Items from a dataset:
★ ★ ★ ★
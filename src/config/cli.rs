use std::path::PathBuf;

use clap::{Args, Parser, Subcommand, builder::BoolishValueParser};

/// Command-line arguments for the dojo binary.
#[derive(Debug, Parser)]
#[command(name = "dojo", version, about = "Dojo feed and interaction service")]
pub struct CliArgs {
    /// Optional path to a configuration file.
    #[arg(long = "config-file", env = "DOJO_CONFIG_FILE", value_name = "PATH")]
    pub config_file: Option<PathBuf>,

    #[command(subcommand)]
    pub command: Option<Command>,
}

#[derive(Debug, Subcommand, Clone)]
pub enum Command {
    /// Run the HTTP API.
    Serve(Box<ServeArgs>),
    /// Apply pending database migrations and exit.
    Migrate(MigrateArgs),
}

#[derive(Debug, Args, Default, Clone)]
pub struct DatabaseOverride {
    /// Override the database connection URL.
    #[arg(long = "database-url", value_name = "URL")]
    pub database_url: Option<String>,
}

#[derive(Debug, Args, Default, Clone)]
pub struct MigrateArgs {
    #[command(flatten)]
    pub database: DatabaseOverride,
}

#[derive(Debug, Args, Default, Clone)]
pub struct ServeArgs {
    #[command(flatten)]
    pub overrides: ServeOverrides,
}

#[derive(Debug, Args, Default, Clone)]
pub struct ServeOverrides {
    /// Override the listener host.
    #[arg(long = "server-host", value_name = "HOST")]
    pub server_host: Option<String>,

    /// Override the listener port.
    #[arg(long = "server-port", value_name = "PORT")]
    pub server_port: Option<u16>,

    /// Override the graceful shutdown timeout.
    #[arg(long = "server-graceful-shutdown-seconds", value_name = "SECONDS")]
    pub server_graceful_shutdown_seconds: Option<u64>,

    /// Override the base log level (trace|debug|info|warn|error).
    #[arg(long = "log-level", value_name = "LEVEL")]
    pub log_level: Option<String>,

    /// Toggle JSON logging.
    #[arg(
        long = "log-json",
        value_name = "BOOL",
        value_parser = BoolishValueParser::new()
    )]
    pub log_json: Option<bool>,

    /// Override the database connection URL.
    #[arg(long = "database-url", value_name = "URL")]
    pub database_url: Option<String>,

    /// Override the database pool size.
    #[arg(long = "database-max-connections", value_name = "COUNT")]
    pub database_max_connections: Option<u32>,

    /// Select the volatile cache backend (memory|redis).
    #[arg(long = "cache-backend", value_name = "BACKEND")]
    pub cache_backend: Option<String>,

    /// Override the Redis connection URL.
    #[arg(long = "redis-url", value_name = "URL")]
    pub redis_url: Option<String>,

    /// Override the write rate limit window size.
    #[arg(long = "rate-limit-window-seconds", value_name = "SECONDS")]
    pub rate_limit_window_seconds: Option<u64>,

    /// Override the write rate limit request ceiling.
    #[arg(long = "rate-limit-max-requests", value_name = "COUNT")]
    pub rate_limit_max_requests: Option<u64>,
}
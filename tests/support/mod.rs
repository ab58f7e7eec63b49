//! In-memory store and cache doubles shared by the integration tests.

#![allow(dead_code)]

use std::collections::{BTreeSet, HashMap};
use std::num::NonZeroUsize;
use std::sync::atomic::{AtomicBool, AtomicUsize, Ordering};
use std::sync::{Arc, Mutex};
use std::time::Duration;

use async_trait::async_trait;
use time::OffsetDateTime;
use uuid::Uuid;

use dojo::application::repos::{
    AcceptanceToggle, GlobalTotals, HealthRepo, InteractionToggle, LeaderboardEntry,
    LeaderboardMetric, MembershipToggle, ProblemQueryFilter, ProblemsRepo, ProblemsWriteRepo,
    RepliesRepo, RepoError, SolutionQueryFilter, SolutionsRepo, SolutionsWriteRepo,
    SolvedProblemFilter, StatsRepo, UserContributionStats,
};
use dojo::cache::{CacheConfig, CacheError, MemoryCache, VolatileCache};
use dojo::domain::entities::{
    ProblemRecord, ProblemSummary, ReplyRecord, SolutionOutcome, SolutionRecord, SolutionSummary,
    SolvedProblem, SubmittedText, TestCase, UploadedProblem,
};
use dojo::domain::submissions::{NewProblem, NewSolution};
use dojo::domain::types::Interaction;
use dojo::infra::http::{ApiRateLimiter, ApiState};

#[derive(Default)]
struct Tables {
    users: HashMap<Uuid, String>,
    problems: Vec<ProblemRecord>,
    solutions: Vec<SolutionRecord>,
    replies: Vec<ReplyRecord>,
    tick: i64,
}

impl Tables {
    /// Strictly increasing timestamps keep orderings deterministic.
    fn now(&mut self) -> OffsetDateTime {
        self.tick += 1;
        OffsetDateTime::UNIX_EPOCH + time::Duration::seconds(1_700_000_000 + self.tick)
    }

    fn name_of(&self, id: Uuid) -> Option<String> {
        self.users.get(&id).cloned()
    }

    fn problem_matches(&self, problem: &ProblemRecord, filter: &ProblemQueryFilter) -> bool {
        if let Some(search) = &filter.search
            && !problem
                .title
                .to_lowercase()
                .contains(&search.to_lowercase())
        {
            return false;
        }
        if let Some(topic) = &filter.topic
            && !problem.topics.iter().any(|t| t == topic)
        {
            return false;
        }
        if let Some(ids) = &filter.ids
            && !ids.admits(&problem.id)
        {
            return false;
        }
        true
    }

    /// One row per problem the user submitted to, ordered by title.
    fn solved_problems(&self, user_id: Uuid, filter: &SolvedProblemFilter) -> Vec<SolvedProblem> {
        let mut rows: Vec<SolvedProblem> = Vec::new();
        for solution in self.solutions.iter().filter(|s| s.uploader_id == user_id) {
            let Some(problem) = self.problems.iter().find(|p| p.id == solution.problem_id) else {
                continue;
            };
            if let Some(topic) = &filter.topic
                && !problem.topics.iter().any(|t| t == topic)
            {
                continue;
            }
            match rows.iter_mut().find(|row| row.id == problem.id) {
                Some(row) => row.accepted |= solution.accepted,
                None => rows.push(SolvedProblem {
                    id: problem.id,
                    title: problem.title.clone(),
                    topics: problem.topics.clone(),
                    accepted: solution.accepted,
                }),
            }
        }
        rows.retain(|row| filter.accepted.is_none_or(|flag| row.accepted == flag));
        rows.sort_by(|a, b| a.title.cmp(&b.title).then(a.id.cmp(&b.id)));
        rows
    }

    fn solution_matches(
        solution: &SolutionRecord,
        problem_id: Uuid,
        filter: &SolutionQueryFilter,
    ) -> bool {
        solution.problem_id == problem_id
            && filter.accepted.is_none_or(|flag| solution.accepted == flag)
            && filter
                .uploader
                .is_none_or(|uploader| solution.uploader_id == uploader)
    }
}

/// Repository double honouring the same ordering and atomicity rules as the
/// Postgres adapter.
#[derive(Default)]
pub struct MemoryRepositories {
    tables: Mutex<Tables>,
    pub problem_list_calls: AtomicUsize,
    pub solution_list_calls: AtomicUsize,
    pub outcome_calls: AtomicUsize,
    pub stats_calls: AtomicUsize,
    pub store_down: AtomicBool,
}

impl MemoryRepositories {
    pub fn new() -> Arc<Self> {
        Arc::new(Self::default())
    }

    pub fn add_user(&self, username: &str) -> Uuid {
        let id = Uuid::new_v4();
        self.tables
            .lock()
            .unwrap()
            .users
            .insert(id, username.to_string());
        id
    }

    /// Insert a problem directly, bypassing services and cache maintenance.
    pub fn seed_problem(&self, uploader_id: Uuid, title: &str, topics: &[&str]) -> Uuid {
        let mut tables = self.tables.lock().unwrap();
        let now = tables.now();
        let id = Uuid::new_v4();
        tables.problems.push(ProblemRecord {
            id,
            title: title.to_string(),
            description: format!("Seeded description for {title}"),
            topics: topics.iter().map(|t| t.to_string()).collect(),
            test_cases: vec![TestCase {
                input: "1".into(),
                output: "1".into(),
            }],
            uploader_id,
            uploader_name: None,
            reports: Vec::new(),
            created_at: now,
            updated_at: now,
        });
        id
    }

    pub fn seed_solution(&self, problem_id: Uuid, uploader_id: Uuid, accepted: bool) -> Uuid {
        let mut tables = self.tables.lock().unwrap();
        let now = tables.now();
        let id = Uuid::new_v4();
        tables.solutions.push(SolutionRecord {
            id,
            problem_id,
            uploader_id,
            uploader_name: None,
            code: format!("solution {id}"),
            language: "rust".into(),
            explanation: format!("explanation for {id}"),
            accepted,
            likes: Vec::new(),
            reports: Vec::new(),
            created_at: now,
            updated_at: now,
        });
        id
    }

    pub fn problem_count(&self) -> usize {
        self.tables.lock().unwrap().problems.len()
    }

    pub fn solution(&self, id: Uuid) -> Option<SolutionRecord> {
        self.tables
            .lock()
            .unwrap()
            .solutions
            .iter()
            .find(|s| s.id == id)
            .cloned()
    }

    pub fn set_store_down(&self, down: bool) {
        self.store_down.store(down, Ordering::SeqCst);
    }

    fn check_up(&self) -> Result<(), RepoError> {
        if self.store_down.load(Ordering::SeqCst) {
            Err(RepoError::Timeout)
        } else {
            Ok(())
        }
    }
}

#[async_trait]
impl ProblemsRepo for MemoryRepositories {
    async fn list_problem_summaries(
        &self,
        filter: &ProblemQueryFilter,
        skip: u64,
        limit: u32,
    ) -> Result<Vec<ProblemSummary>, RepoError> {
        self.check_up()?;
        self.problem_list_calls.fetch_add(1, Ordering::SeqCst);
        let tables = self.tables.lock().unwrap();
        let mut matching: Vec<&ProblemRecord> = tables
            .problems
            .iter()
            .filter(|p| tables.problem_matches(p, filter))
            .collect();
        matching.sort_by(|a, b| b.created_at.cmp(&a.created_at).then(b.id.cmp(&a.id)));
        Ok(matching
            .into_iter()
            .skip(skip as usize)
            .take(limit as usize)
            .map(|p| ProblemSummary {
                id: p.id,
                title: p.title.clone(),
                topics: p.topics.clone(),
                created_at: p.created_at,
            })
            .collect())
    }

    async fn count_problems(&self, filter: &ProblemQueryFilter) -> Result<u64, RepoError> {
        self.check_up()?;
        let tables = self.tables.lock().unwrap();
        Ok(tables
            .problems
            .iter()
            .filter(|p| tables.problem_matches(p, filter))
            .count() as u64)
    }

    async fn find_problem(&self, id: Uuid) -> Result<Option<ProblemRecord>, RepoError> {
        self.check_up()?;
        let tables = self.tables.lock().unwrap();
        Ok(tables.problems.iter().find(|p| p.id == id).map(|p| {
            let mut record = p.clone();
            record.uploader_name = tables.name_of(p.uploader_id);
            record
        }))
    }

    async fn problem_exists(&self, id: Uuid) -> Result<bool, RepoError> {
        self.check_up()?;
        Ok(self
            .tables
            .lock()
            .unwrap()
            .problems
            .iter()
            .any(|p| p.id == id))
    }

    async fn list_topics(&self) -> Result<Vec<String>, RepoError> {
        self.check_up()?;
        let topics: BTreeSet<String> = self
            .tables
            .lock()
            .unwrap()
            .problems
            .iter()
            .flat_map(|p| p.topics.iter().cloned())
            .collect();
        Ok(topics.into_iter().collect())
    }

    async fn list_uploaded_problems(
        &self,
        uploader_id: Uuid,
        topic: Option<&str>,
    ) -> Result<Vec<UploadedProblem>, RepoError> {
        self.check_up()?;
        let tables = self.tables.lock().unwrap();
        let mut uploaded: Vec<UploadedProblem> = tables
            .problems
            .iter()
            .filter(|p| p.uploader_id == uploader_id)
            .filter(|p| topic.is_none_or(|t| p.topics.iter().any(|own| own == t)))
            .map(|p| UploadedProblem {
                id: p.id,
                title: p.title.clone(),
                description: p.description.clone(),
                topics: p.topics.clone(),
                solution_count: tables
                    .solutions
                    .iter()
                    .filter(|s| s.problem_id == p.id)
                    .count() as u64,
                created_at: p.created_at,
            })
            .collect();
        uploaded.sort_by(|a, b| b.created_at.cmp(&a.created_at));
        Ok(uploaded)
    }
}

#[async_trait]
impl ProblemsWriteRepo for MemoryRepositories {
    async fn create_problem(
        &self,
        uploader_id: Uuid,
        problem: NewProblem,
    ) -> Result<ProblemRecord, RepoError> {
        self.check_up()?;
        let mut tables = self.tables.lock().unwrap();
        if tables.problems.iter().any(|p| p.title == problem.title) {
            return Err(RepoError::Duplicate {
                constraint: "problems_title_key".into(),
            });
        }
        let now = tables.now();
        let record = ProblemRecord {
            id: Uuid::new_v4(),
            title: problem.title,
            description: problem.description,
            topics: problem.topics,
            test_cases: problem.test_cases,
            uploader_id,
            uploader_name: tables.name_of(uploader_id),
            reports: Vec::new(),
            created_at: now,
            updated_at: now,
        };
        tables.problems.push(record.clone());
        Ok(record)
    }

    async fn delete_problem(&self, id: Uuid) -> Result<(), RepoError> {
        self.check_up()?;
        let mut tables = self.tables.lock().unwrap();
        let before = tables.problems.len();
        tables.problems.retain(|p| p.id != id);
        if tables.problems.len() == before {
            return Err(RepoError::NotFound);
        }
        tables.solutions.retain(|s| s.problem_id != id);
        tables.replies.retain(|r| r.problem_id != id);
        Ok(())
    }

    async fn toggle_problem_report(
        &self,
        id: Uuid,
        user_id: Uuid,
    ) -> Result<Option<MembershipToggle>, RepoError> {
        self.check_up()?;
        let mut tables = self.tables.lock().unwrap();
        let Some(problem) = tables.problems.iter_mut().find(|p| p.id == id) else {
            return Ok(None);
        };
        let active = flip_membership(&mut problem.reports, user_id);
        Ok(Some(MembershipToggle {
            active,
            count: problem.reports.len() as u64,
        }))
    }
}
use axum::Json;
use axum::extract::rejection::{JsonRejection, PathRejection};
use axum::extract::{Path, State};
use axum::http::StatusCode;
use axum::response::IntoResponse;
use uuid::Uuid;

use crate::application::replies::SubmitReplyCommand;

use super::{json_body, path_id, reply_to_api};
use crate::infra::http::api::error::ApiError;
use crate::infra::http::api::identity::RequireActor;
use crate::infra::http::api::models::*;
use crate::infra::http::api::state::ApiState;

pub async fn list_replies(
    State(state): State<ApiState>,
    path: Result<Path<Uuid>, PathRejection>,
) -> Result<impl IntoResponse, ApiError> {
    let solution_id = path_id(path)?;
    let replies = state
        .replies
        .list(solution_id)
        .await
        .map_err(reply_to_api)?;

    Ok(Json(DataEnvelope::ok(replies)))
}

pub async fn submit_reply(
    State(state): State<ApiState>,
    RequireActor(actor): RequireActor,
    path: Result<Path<Uuid>, PathRejection>,
    payload: Result<Json<SubmitReplyCommand>, JsonRejection>,
) -> Result<impl IntoResponse, ApiError> {
    let solution_id = path_id(path)?;
    let command = json_body(payload)?;
    let reply = state
        .replies
        .submit(actor, solution_id, command)
        .await
        .map_err(reply_to_api)?;

    Ok((
        StatusCode::CREATED,
        Json(MessageEnvelope::ok("Reply added successfully", reply)),
    ))
}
★ ★ ★ ★
TASK INSTRUCTIONS:
Output the lines above exactly, but only those between the line holding "let mut matching: Vec<&ProblemRecord>" and the line holding "Ok(matching", inclusive.

RESPONSE AREA:
        let mut matching: Vec<&ProblemRecord> = tables
            .problems
            .iter()
            .filter(|p| tables.problem_matches(p, filter))
            .collect();
        matching.sort_by(|a, b| b.created_at.cmp(&a.created_at).then(b.id.cmp(&a.id)));
        Ok(matching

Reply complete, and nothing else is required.